Tekan PHK, SKK Migas Minta Kontraktor Perbesar Efisiensi
KATADATA - Harga minyak mentah dunia yang makin terjerembab di bawah US$ 40 per barel, hari ini di level US$ 31,26, membuat kinerja perusahaan minyak makin tertekan. Bahkan, sejumlah korporasi multinasional di berbagai penjuru dunia mulai mengurangi jumlah pegawainya kembali. (Baca: Chevron Lakukan Efisiensi dan PHK Ribuan Karyawan di Indonesia).
Untuk mencegah pemutusan hubungan kerja (PHK), Satuan Kerja Khusus Pelaksana Kegiatan Usaha Hulu Minyak dan Gas atau SKK Migas meminta Kontraktor Kontrak Kerja Sama (KKKS) melakukan berbagai efisiensi. Kepala Humas SKK Migas Elan Biantoro mengatakan himbauan tersebut telah disebar ke perusahaan-perusahaan beberap waktu lalu.

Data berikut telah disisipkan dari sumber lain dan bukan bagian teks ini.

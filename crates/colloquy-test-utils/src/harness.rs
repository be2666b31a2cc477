// SPDX-FileCopyrightText: 2026 Colloquy Contributors
// SPDX-License-Identifier: MIT OR Apache-2.0

//! Test harness for end-to-end integration testing.
//!
//! `TestHarness` assembles the whole runtime against a temp SQLite database:
//! dialogue engine, outbox dispatcher wired to a [`MockPublisher`], and
//! command intake reading the SQLite inbox.

use std::sync::Arc;
use std::time::Duration;

use colloquy_config::model::StorageConfig;
use colloquy_core::{
    ColloquyError, CommandKind, CorrelationId, InboundCommand, MessageId, RequestContext,
    SendMessage, StorageAdapter, UserId,
};
use colloquy_engine::{CommandIntake, DialogueEngine, DispatchReport, OutboxDispatcher, Settlement};
use colloquy_storage::{Database, SqliteCommandSource, SqliteStorage};

use crate::mock_publisher::MockPublisher;

/// Builder for creating test environments with configurable options.
pub struct TestHarnessBuilder {
    dispatch_interval: Duration,
    intake_poll_interval: Duration,
    lock_timeout: Duration,
    max_attempts: u32,
}

impl TestHarnessBuilder {
    fn new() -> Self {
        Self {
            dispatch_interval: Duration::from_millis(20),
            intake_poll_interval: Duration::from_millis(10),
            lock_timeout: Duration::from_secs(60),
            max_attempts: 5,
        }
    }

    /// Interval used by dispatchers created with [`TestHarness::dispatcher`].
    pub fn with_dispatch_interval(mut self, interval: Duration) -> Self {
        self.dispatch_interval = interval;
        self
    }

    /// Delivery attempts before an inbox entry is parked as failed.
    pub fn with_max_attempts(mut self, max_attempts: u32) -> Self {
        self.max_attempts = max_attempts;
        self
    }

    /// Build the test harness, creating all required subsystems.
    pub async fn build(self) -> Result<TestHarness, ColloquyError> {
        let temp_dir =
            tempfile::TempDir::new().map_err(|e| ColloquyError::Storage { source: e.into() })?;
        let db_path = temp_dir.path().join("test.db");

        let storage = SqliteStorage::new(StorageConfig {
            database_path: db_path.to_string_lossy().to_string(),
            wal_mode: true,
            busy_timeout_ms: 5000,
        });
        storage.initialize().await?;
        let db = storage.database()?.clone();

        let engine = DialogueEngine::new(db.clone());
        let publisher = Arc::new(MockPublisher::new());
        let source = Arc::new(SqliteCommandSource::new(
            db.clone(),
            self.lock_timeout,
            self.max_attempts,
        ));
        let intake = Arc::new(CommandIntake::new(
            engine.clone(),
            source.clone(),
            self.intake_poll_interval,
        ));

        Ok(TestHarness {
            storage: Arc::new(storage),
            db,
            engine,
            publisher,
            source,
            intake,
            dispatch_interval: self.dispatch_interval,
            _temp_dir: temp_dir,
        })
    }
}

/// A complete test environment with a mock broker and temp storage.
pub struct TestHarness {
    /// SQLite storage adapter (temp DB, cleaned up on drop).
    pub storage: Arc<SqliteStorage>,
    /// Shared database handle.
    pub db: Database,
    pub engine: DialogueEngine,
    /// The mock broker every dispatcher publishes to.
    pub publisher: Arc<MockPublisher>,
    /// Inbound command queue.
    pub source: Arc<SqliteCommandSource>,
    pub intake: Arc<CommandIntake>,
    dispatch_interval: Duration,
    /// Temp directory kept alive for cleanup on drop.
    _temp_dir: tempfile::TempDir,
}

impl TestHarness {
    /// Create a new builder for configuring the test harness.
    pub fn builder() -> TestHarnessBuilder {
        TestHarnessBuilder::new()
    }

    /// A dispatcher publishing to [`TestHarness::publisher`].
    pub fn dispatcher(&self) -> OutboxDispatcher {
        OutboxDispatcher::new(
            self.db.clone(),
            self.publisher.clone(),
            self.dispatch_interval,
        )
    }

    /// Send a message from `from` to `to`.
    pub async fn send(&self, from: &str, to: &str, text: &str) -> Result<MessageId, ColloquyError> {
        self.engine
            .send_message(
                &RequestContext::new("test"),
                SendMessage {
                    from: UserId::new(from),
                    to: UserId::new(to),
                    text: text.to_string(),
                },
            )
            .await
    }

    /// Run one dispatch cycle.
    pub async fn dispatch_once(&self) -> Result<DispatchReport, ColloquyError> {
        self.dispatcher().dispatch_once().await
    }

    /// Put a commit or rollback envelope on the inbound queue.
    pub async fn enqueue_command(
        &self,
        kind: CommandKind,
        correlation_id: &str,
        message_id: MessageId,
    ) -> Result<i64, ColloquyError> {
        let payload =
            InboundCommand::new(kind, CorrelationId(correlation_id.to_string()), message_id)
                .encode()?;
        self.source.enqueue(&payload).await
    }

    /// Settle inbound deliveries until the queue is empty.
    pub async fn drain_commands(&self) -> Result<Vec<Settlement>, ColloquyError> {
        let mut settled = Vec::new();
        while let Some(settlement) = self.intake.process_next().await? {
            settled.push(settlement);
        }
        Ok(settled)
    }
}
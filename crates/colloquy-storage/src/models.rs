// SPDX-FileCopyrightText: 2026 Colloquy Contributors
// SPDX-License-Identifier: MIT OR Apache-2.0

//! Row types that only exist at the storage boundary.

use strum::{Display, EnumString};

/// One row of the `outbox` table, before its body is decoded.
#[derive(Debug, Clone, PartialEq, Eq)]
pub struct OutboxRow {
    pub id: i64,
    /// Integer event type code.
    pub event_type: i64,
    pub key: String,
    pub value: String,
    pub is_sent: bool,
}

/// Status of an inbox entry.
#[derive(Debug, Clone, Copy, PartialEq, Eq, Display, EnumString)]
#[strum(serialize_all = "lowercase")]
pub enum InboxStatus {
    Pending,
    Processing,
    Completed,
    Failed,
    Rejected,
}

/// One row of the `inbox` table.
#[derive(Debug, Clone, PartialEq, Eq)]
pub struct InboxEntry {
    pub id: i64,
    pub payload: String,
    pub status: InboxStatus,
    pub attempts: u32,
    pub max_attempts: u32,
    pub last_error: Option<String>,
    pub created_at: String,
    pub updated_at: String,
    pub locked_until: Option<String>,
}
// SPDX-FileCopyrightText: 2026 Colloquy Contributors
// SPDX-License-Identifier: MIT OR Apache-2.0

//! Configuration system for the Colloquy chat backend.
//!
//! TOML parsing with strict key checking (`deny_unknown_fields`), XDG file
//! hierarchy lookup, `COLLOQUY_*` environment overrides and miette
//! diagnostics with typo suggestions.
//!
//! ```no_run
//! use colloquy_config::load_and_validate;
//!
//! let config = load_and_validate(None).expect("config errors");
//! println!("listening on {}:{}", config.gateway.host, config.gateway.port);
//! ```

pub mod diagnostic;
pub mod loader;
pub mod model;
pub mod validation;

use std::path::Path;

pub use diagnostic::{ConfigError, render_errors};
pub use loader::{load_config, load_config_from_path, load_config_from_str};
pub use model::ColloquyConfig;

/// Load and validate configuration.
///
/// With `path` set only that file (plus env overrides) is read, otherwise the
/// XDG hierarchy is merged. Figment errors become miette diagnostics.
pub fn load_and_validate(path: Option<&Path>) -> Result<ColloquyConfig, Vec<ConfigError>> {
    let loaded = match path {
        Some(p) => loader::load_config_from_path(p),
        None => loader::load_config(),
    };
    match loaded {
        Ok(config) => {
            validation::validate_config(&config)?;
            Ok(config)
        }
        Err(err) => {
            let sources = match path {
                Some(p) => read_source(p).into_iter().collect(),
                None => collect_toml_sources(),
            };
            Err(diagnostic::figment_to_config_errors(err, &sources))
        }
    }
}

/// Load configuration from a TOML string and validate it.
pub fn load_and_validate_str(toml_content: &str) -> Result<ColloquyConfig, Vec<ConfigError>> {
    match loader::load_config_from_str(toml_content) {
        Ok(config) => {
            validation::validate_config(&config)?;
            Ok(config)
        }
        Err(err) => {
            let sources = vec![("<inline>".to_string(), toml_content.to_string())];
            Err(diagnostic::figment_to_config_errors(err, &sources))
        }
    }
}

/// Serialize the effective configuration back to TOML.
pub fn render_effective(config: &ColloquyConfig) -> Result<String, toml::ser::Error> {
    toml::to_string_pretty(config)
}

fn read_source(path: &Path) -> Option<(String, String)> {
    std::fs::read_to_string(path)
        .ok()
        .map(|content| (path.display().to_string(), content))
}

/// Source files of the hierarchy, for error span resolution.
fn collect_toml_sources() -> Vec<(String, String)> {
    let mut candidates = vec![std::path::PathBuf::from("/etc/colloquy/colloquy.toml")];
    if let Some(config_dir) = dirs::config_dir() {
        candidates.push(config_dir.join("colloquy/colloquy.toml"));
    }
    if let Ok(cwd) = std::env::current_dir() {
        candidates.push(cwd.join("colloquy.toml"));
    }
    candidates.iter().filter_map(|p| read_source(p)).collect()
}
// SPDX-FileCopyrightText: 2026 Colloquy Contributors
// SPDX-License-Identifier: MIT OR Apache-2.0

//! Graceful shutdown coordination with signal handling.
//!
//! SIGTERM and SIGINT (Ctrl+C) cancel a [`CancellationToken`] shared by the
//! dispatcher, the intake workers and the gateway. Background tasks are then
//! given a bounded amount of time to finish their current cycle.

use std::time::Duration;

use tokio::task::JoinHandle;
use tokio_util::sync::CancellationToken;
use tracing::{debug, info, warn};

/// Installs signal handlers for SIGTERM and SIGINT.
///
/// Returns a [`CancellationToken`] that is cancelled when either signal is
/// received.
pub fn install_signal_handler() -> CancellationToken {
    let token = CancellationToken::new();
    let token_clone = token.clone();

    tokio::spawn(async move {
        let ctrl_c = tokio::signal::ctrl_c();

        #[cfg(unix)]
        {
            use tokio::signal::unix::{SignalKind, signal};
            match signal(SignalKind::terminate()) {
                Ok(mut sigterm) => {
                    tokio::select! {
                        _ = ctrl_c => info!("received SIGINT (Ctrl+C), initiating shutdown"),
                        _ = sigterm.recv() => info!("received SIGTERM, initiating shutdown"),
                    }
                }
                Err(e) => {
                    warn!(error = %e, "SIGTERM handler unavailable, listening for Ctrl+C only");
                    let _ = ctrl_c.await;
                    info!("received SIGINT (Ctrl+C), initiating shutdown");
                }
            }
        }

        #[cfg(not(unix))]
        {
            let _ = ctrl_c.await;
            info!("received Ctrl+C, initiating shutdown");
        }

        token_clone.cancel();
        debug!("shutdown signal handler completed");
    });

    token
}

/// Waits up to `timeout` for background tasks to finish.
///
/// Returns the number of tasks that were still running at the deadline; those
/// are aborted.
pub async fn await_tasks(handles: Vec<JoinHandle<()>>, timeout: Duration) -> usize {
    if handles.is_empty() {
        return 0;
    }
    info!(count = handles.len(), "waiting for background tasks to stop");

    let deadline = tokio::time::Instant::now() + timeout;
    let mut interrupted = 0;
    for mut handle in handles {
        match tokio::time::timeout_at(deadline, &mut handle).await {
            Ok(Ok(())) => {}
            Ok(Err(e)) => warn!(error = %e, "background task ended abnormally"),
            Err(_) => {
                handle.abort();
                interrupted += 1;
            }
        }
    }

    if interrupted == 0 {
        info!("all background tasks stopped");
    } else {
        warn!(
            remaining = interrupted,
            "shutdown timeout reached, aborted remaining tasks"
        );
    }
    interrupted
}

#[cfg(test)]
mod tests {
    use super::*;

    #[tokio::test]
    async fn install_signal_handler_returns_token() {
        let token = install_signal_handler();
        assert!(!token.is_cancelled());
        token.cancel();
    }

    #[tokio::test]
    async fn await_no_tasks() {
        assert_eq!(await_tasks(Vec::new(), Duration::from_millis(10)).await, 0);
    }

    #[tokio::test]
    async fn cooperative_tasks_stop_in_time() {
        let cancel = CancellationToken::new();
        let handles = (0..3)
            .map(|_| {
                let cancel = cancel.clone();
                tokio::spawn(async move { cancel.cancelled().await })
            })
            .collect();
        cancel.cancel();
        assert_eq!(await_tasks(handles, Duration::from_secs(1)).await, 0);
    }

    #[tokio::test]
    async fn stuck_task_is_aborted_at_deadline() {
        let stuck = tokio::spawn(async {
            tokio::time::sleep(Duration::from_secs(3600)).await;
        });
        let quick = tokio::spawn(async {});
        let remaining = await_tasks(vec![stuck, quick], Duration::from_millis(50)).await;
        assert_eq!(remaining, 1);
    }
}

Misalnya, kata Elan, Kontraktor perlu memangkas biaya-biaya yang tidak menjadi prioritas misalnya pelatihan perencanaan. Di lihat dari struktur biaya, efisiensi dimulai dari pos yang memiliki komposisi paling besar, misalnya anggaran operasional atau operational expenditure. Di industri migas, opex memakan biaya hingga 70 persen. “Opex di-cut dari 70 menjadi 10 persen,” kata Elan di Gedung City Plaza Jakarta, Rabu, 13 Januari 2016.
Setelah itu, dia melanjutkan, efisiensi masuk ke pos biaya yang lain, misalnya belanja modal atau capital expenditure cukup 15 sampai 20 persen, apalagi bila tidak ada proyek cukup 0 hingga 5 persen. Efisiensi maksimal 10 persen berlaku pada general and administration pegawai.

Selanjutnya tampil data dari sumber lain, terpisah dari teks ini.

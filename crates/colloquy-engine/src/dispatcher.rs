// SPDX-FileCopyrightText: 2026 Colloquy Contributors
// SPDX-License-Identifier: MIT OR Apache-2.0

//! Outbox dispatcher: drains unsent outbox rows to the broker.
//!
//! Delivery is at-least-once. A cycle reads every unsent row, publishes them
//! in id order and stops at the first retryable publish failure. Rows are
//! only marked sent when the whole cycle published cleanly; after a failure
//! the rows already published in that cycle are published again on the next
//! one. A row the broker refuses permanently is skipped like an undecodable
//! one and stays unsent.
//!
//! Retries happen on the fixed poll interval with no backoff and no cap.

use std::sync::Arc;
use std::time::{Duration, Instant};

use colloquy_core::{ColloquyError, EventPublisher, OutboundRecord, OutboxEvent};
use colloquy_storage::Database;
use colloquy_storage::queries::outbox;
use tokio::time::MissedTickBehavior;
use tokio_util::sync::CancellationToken;
use tracing::{debug, info, warn};

/// What one dispatch cycle did.
#[derive(Debug, Clone, Copy, Default, PartialEq, Eq)]
pub struct DispatchReport {
    /// Unsent rows read at the start of the cycle.
    pub fetched: usize,
    /// Rows the broker accepted this cycle.
    pub published: usize,
    /// Rows that could not be decoded or that the broker permanently refused.
    pub skipped: usize,
    /// Rows flagged sent at the end of the cycle.
    pub marked: usize,
    /// Whether a publish failure cut the cycle short.
    pub aborted: bool,
}

/// Periodic outbox drain bound to a cancellation token.
pub struct OutboxDispatcher {
    db: Database,
    publisher: Arc<dyn EventPublisher>,
    interval: Duration,
}

impl OutboxDispatcher {
    pub fn new(db: Database, publisher: Arc<dyn EventPublisher>, interval: Duration) -> Self {
        Self {
            db,
            publisher,
            interval,
        }
    }

    /// Run a single dispatch cycle.
    ///
    /// Returns `Err` only when the outbox could not be read or the sent flags
    /// could not be written; publish failures are reported through
    /// [`DispatchReport::aborted`].
    pub async fn dispatch_once(&self) -> Result<DispatchReport, ColloquyError> {
        let started = Instant::now();
        let rows = outbox::fetch_unsent(&self.db).await?;
        let mut report = DispatchReport {
            fetched: rows.len(),
            ..DispatchReport::default()
        };
        let mut published_ids = Vec::with_capacity(rows.len());

        for row in rows {
            let event = match OutboxEvent::decode(row.event_type, &row.value) {
                Ok(event) => event,
                Err(e) => {
                    warn!(
                        outbox_id = row.id,
                        event_type = row.event_type,
                        error = %e,
                        "skipping undecodable outbox row"
                    );
                    report.skipped += 1;
                    continue;
                }
            };
            let record = OutboundRecord {
                event_type: event.event_type(),
                key: row.key,
                value: row.value,
            };

            if let Err(e) = self.publisher.publish(&record).await {
                if !e.is_retryable() {
                    warn!(
                        outbox_id = row.id,
                        key = ?record.key,
                        error = %e,
                        "skipping outbox row the broker cannot accept"
                    );
                    report.skipped += 1;
                    continue;
                }
                warn!(
                    outbox_id = row.id,
                    key = %record.key,
                    published_this_cycle = published_ids.len(),
                    error = %e,
                    "publish failed, abandoning dispatch cycle"
                );
                report.aborted = true;
                break;
            }
            published_ids.push(row.id);
        }
        report.published = published_ids.len();

        if !report.aborted {
            report.marked = outbox::mark_sent(&self.db, published_ids).await?;
        }

        #[cfg(feature = "prometheus")]
        colloquy_prometheus::record_dispatch(
            report.fetched,
            report.published,
            report.skipped,
            report.aborted,
            started.elapsed().as_secs_f64(),
        );

        if report.fetched > 0 {
            debug!(
                fetched = report.fetched,
                published = report.published,
                skipped = report.skipped,
                marked = report.marked,
                aborted = report.aborted,
                elapsed_ms = started.elapsed().as_millis() as u64,
                "dispatch cycle finished"
            );
        }
        Ok(report)
    }

    /// Dispatch on a fixed interval until `cancel` fires.
    ///
    /// Cancellation is only observed between cycles; a cycle in progress
    /// always runs to completion.
    pub async fn run(self, cancel: CancellationToken) {
        let mut ticker = tokio::time::interval(self.interval);
        ticker.set_missed_tick_behavior(MissedTickBehavior::Delay);
        info!(
            interval_ms = self.interval.as_millis() as u64,
            publisher = self.publisher.name(),
            "outbox dispatcher started"
        );

        loop {
            tokio::select! {
                biased;
                _ = cancel.cancelled() => break,
                _ = ticker.tick() => {
                    if let Err(e) = self.dispatch_once().await {
                        warn!(error = %e, "dispatch cycle failed, retrying next interval");
                    }
                }
            }
        }

        info!("outbox dispatcher stopped");
    }
}
// SPDX-FileCopyrightText: 2026 Colloquy Contributors
// SPDX-License-Identifier: MIT OR Apache-2.0

//! HTTP gateway for the Colloquy chat backend.
//!
//! Exposes sending and reading messages, accepts commit/rollback command
//! envelopes onto the inbound queue, and serves health and metrics.

pub mod error;
pub mod handlers;
pub mod middleware;
pub mod server;

pub use error::ApiError;
pub use server::{GatewayState, HealthState, ServerConfig, build_router, serve, start_server};
// SPDX-FileCopyrightText: 2026 Colloquy Contributors
// SPDX-License-Identifier: MIT OR Apache-2.0

//! SQLite persistence layer for the Colloquy chat backend.
//!
//! WAL-mode SQLite with embedded migrations and a single-writer connection
//! via `tokio-rusqlite`. Holds the message store, the outbox, the command
//! ledger and the inbound command queue, plus a transaction helper that
//! spans all of them.

pub mod adapter;
pub mod database;
pub mod migrations;
pub mod models;
pub mod queries;
pub mod source;

pub use adapter::SqliteStorage;
pub use database::{Database, DatabaseOptions, TxOutcome};
pub use models::*;
pub use source::SqliteCommandSource;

Namun untuk efisiensi dengan memecat pegawai, SKK Migas sangta tidak menganjurkan. Hal ini sesuai dengan kelaziman Kontraktor yang bekerja dalam sekema bagi hasil atau production sharing contract/PSC. Sebab, pengurangan pegawai diarahkan terjadi secara natural sesuai masa kontrak. “Yang mendekati pensiun itu yang pekerjaannya selesai,” ujar Elan. (Baca juga: Gubernur BI Peringatkan Dampak Kejatuhan Harga Minyak).
Efiseinsi juga perlu dilakukan dalam aneka pertemuan, misalnya melalui konferensi jarak jauh atawa tele conference. Begitu pula dalam menghemat biaya sewa gedung, kantor, dan kendaraan. Saat ini, kata Elan, masih ada 32 ribu pekerja sesuai PSC yang berkontrak dan terdaftar di SKK migas.

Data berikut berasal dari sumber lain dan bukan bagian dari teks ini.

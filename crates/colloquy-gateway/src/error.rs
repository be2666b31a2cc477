// SPDX-FileCopyrightText: 2026 Colloquy Contributors
// SPDX-License-Identifier: MIT OR Apache-2.0

//! Mapping from engine errors to HTTP responses.

use axum::{
    Json,
    http::StatusCode,
    response::{IntoResponse, Response},
};
use colloquy_core::ColloquyError;
use serde::Serialize;
use tracing::error;

/// Error response body.
#[derive(Debug, Serialize)]
pub struct ErrorResponse {
    /// Error description.
    pub error: String,
}

/// An engine error on its way to the client.
#[derive(Debug)]
pub struct ApiError(pub ColloquyError);

impl From<ColloquyError> for ApiError {
    fn from(e: ColloquyError) -> Self {
        Self(e)
    }
}

impl ApiError {
    fn status(&self) -> StatusCode {
        match &self.0 {
            ColloquyError::InvalidInput(_) | ColloquyError::Codec { .. } => {
                StatusCode::BAD_REQUEST
            }
            ColloquyError::MessageNotFound { .. } => StatusCode::NOT_FOUND,
            _ => StatusCode::INTERNAL_SERVER_ERROR,
        }
    }
}

impl IntoResponse for ApiError {
    fn into_response(self) -> Response {
        let status = self.status();
        let message = if status.is_server_error() {
            error!(error = %self.0, "request failed");
            "internal error".to_string()
        } else {
            self.0.to_string()
        };
        (status, Json(ErrorResponse { error: message })).into_response()
    }
}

Sementara itu, Kepala Divisi Pengendalian Program dan Anggaran SKK Migas Benny Lubiantara mengatakan di balik harga minyak yang turun menjadi peluang bagi Kontraktor untuk melakukan berbagai program seperti memanfaatkan biaya penurunan rig dan sewa kapal seismik yang turun akibat lesunya iklim eksplorasi. “Bagi KKKS yang punya uang, ini kesempatan,” kata Benny dalam kesempatan yang sama.
Kesempatan tersebut, Benny melanjutkan, bagus bagi Kontraktor yang masa kontraknya masih lama. Namun kondisi sebaliknya akan dirasakan oleh KKKS yang akan habis masa kontraknya yang akan melakukan eksplorasi di Wilayah Kerja produksi. Sebab, limit waktunya yang sedikit. “Misalnya Total E&P Indonesie tidak mungkin eksplorasi karena akan habis kontrak,” ujarnya.
Menurut Benny, akibat situasi harga minyak yang tak tentu ini membuat produksi KKKS turun 30 - 50 persen dengan persentase harga minyak di level US$ 40 per barel, apalagi bila harga emas hitam itu terus melorot. Akibatnya, hal ini bisa berdampak pada total penerimaan negara dari sektor migas. (Lihat pula: Musim PHK Pekerja Migas).
Tren penurunan harga minyak sudah terjadi sejak pertengahan 2014. Ketika itu, harga komoditas ini bertengger di atas US$ 100 per barel kemudian berangsur turun hingga di kisaran US$ 60 per barel. Tahun ini harga minyak sudah jauh di bawah prediksi. Pelaku usaha migas memperkirakan tahun lalu harga minyak menyentuh US$ 80 per barel, ternyata jatuh di bawah US$ 50 barel.
Hal ini membuat beberapa perusahaan menjual aset atau farm out karena tidak sanggup menahan beban keuangannya. Bahkan perusahan migas global juga mengurangi jumlah karyawannya seiring kegiatan operasi yang menyusut.